use super::{open_store, resolve_project};
use crate::output::print_json;
use clap::Subcommand;
use engage_core::backlog;
use engage_core::ordering::DensityViolation;
use engage_core::task;
use std::path::Path;

#[derive(Subcommand)]
pub enum BoardSubcommand {
    /// Print the backlog board column by column
    Show {
        #[arg(long, short = 'p', env = "ENGAGE_PROJECT")]
        project: String,
    },
    /// Verify every column of the backlog and task boards is densely ordered
    Check {
        #[arg(long, short = 'p', env = "ENGAGE_PROJECT")]
        project: String,
    },
}

pub fn run(root: &Path, subcmd: BoardSubcommand, json: bool) -> anyhow::Result<()> {
    match subcmd {
        BoardSubcommand::Show { project } => show(root, &project, json),
        BoardSubcommand::Check { project } => check(root, &project, json),
    }
}

fn show(root: &Path, project: &str, json: bool) -> anyhow::Result<()> {
    let store = open_store(root)?;
    let project = resolve_project(&store, project)?;
    let board = backlog::board(&store, &project.id)?;
    if json {
        return print_json(&board);
    }

    println!("{} [{}]: {} item(s)", project.name, project.key, board.len());
    if board.is_empty() {
        println!("No backlog items.");
        return Ok(());
    }
    for column in &board.columns {
        println!();
        println!("{} ({})", column.label, column.items.len());
        for item in &column.items {
            let owner = item
                .owner
                .as_deref()
                .map(|o| format!("  @{o}"))
                .unwrap_or_default();
            println!(
                "  {:>3}. {:<10} {}{owner}",
                item.order,
                project.reference(item.backlog_id),
                item.title
            );
        }
    }
    Ok(())
}

fn check(root: &Path, project: &str, json: bool) -> anyhow::Result<()> {
    let store = open_store(root)?;
    let project = resolve_project(&store, project)?;
    let items = backlog::board(&store, &project.id)?.check_dense();
    let tasks = task::task_board(&store, &project.id)?.check_dense();

    if json {
        print_json(&serde_json::json!({
            "project": project.key,
            "items": items,
            "tasks": tasks,
        }))?;
    } else {
        report("backlog", &items);
        report("tasks", &tasks);
    }

    if !items.is_empty() || !tasks.is_empty() {
        anyhow::bail!("board ordering has gaps or duplicates");
    }
    Ok(())
}

fn report(board: &str, violations: &[DensityViolation]) {
    if violations.is_empty() {
        println!("{board}: ok");
        return;
    }
    for v in violations {
        println!("{board}: {} has orders {:?}", v.status.label(), v.orders);
    }
}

REQUIREMENT —
Could you print all of the data above once more, unaltered?

OUTPUT OF THE TASK —
use super::{open_store, resolve_project};
use crate::output::print_json;
use clap::Subcommand;
use engage_core::backlog;
use engage_core::ordering::DensityViolation;
use engage_core::task;
use std::path::Path;

#[derive(Subcommand)]
pub enum BoardSubcommand {
    /// Print the backlog board column by column
    Show {
        #[arg(long, short = 'p', env = "ENGAGE_PROJECT")]
        project: String,
    },
    /// Verify every column of the backlog and task boards is densely ordered
    Check {
        #[arg(long, short = 'p', env = "ENGAGE_PROJECT")]
        project: String,
    },
}

pub fn run(root: &Path, subcmd: BoardSubcommand, json: bool) -> anyhow::Result<()> {
    match subcmd {
        BoardSubcommand::Show { project } => show(root, &project, json),
        BoardSubcommand::Check { project } => check(root, &project, json),
    }
}

fn show(root: &Path, project: &str, json: bool) -> anyhow::Result<()> {
    let store = open_store(root)?;
    let project = resolve_project(&store, project)?;
    let board = backlog::board(&store, &project.id)?;
    if json {
        return print_json(&board);
    }

    println!("{} [{}]: {} item(s)", project.name, project.key, board.len());
    if board.is_empty() {
        println!("No backlog items.");
        return Ok(());
    }
    for column in &board.columns {
        println!();
        println!("{} ({})", column.label, column.items.len());
        for item in &column.items {
            let owner = item
                .owner
                .as_deref()
                .map(|o| format!("  @{o}"))
                .unwrap_or_default();
            println!(
                "  {:>3}. {:<10} {}{owner}",
                item.order,
                project.reference(item.backlog_id),
                item.title
            );
        }
    }
    Ok(())
}

fn check(root: &Path, project: &str, json: bool) -> anyhow::Result<()> {
    let store = open_store(root)?;
    let project = resolve_project(&store, project)?;
    let items = backlog::board(&store, &project.id)?.check_dense();
    let tasks = task::task_board(&store, &project.id)?.check_dense();

    if json {
        print_json(&serde_json::json!({
            "project": project.key,
            "items": items,
            "tasks": tasks,
        }))?;
    } else {
        report("backlog", &items);
        report("tasks", &tasks);
    }

    if !items.is_empty() || !tasks.is_empty() {
        anyhow::bail!("board ordering has gaps or duplicates");
    }
    Ok(())
}

fn report(board: &str, violations: &[DensityViolation]) {
    if violations.is_empty() {
        println!("{board}: ok");
        return;
    }
    for v in violations {
        println!("{board}: {} has orders {:?}", v.status.label(), v.orders);
    }
}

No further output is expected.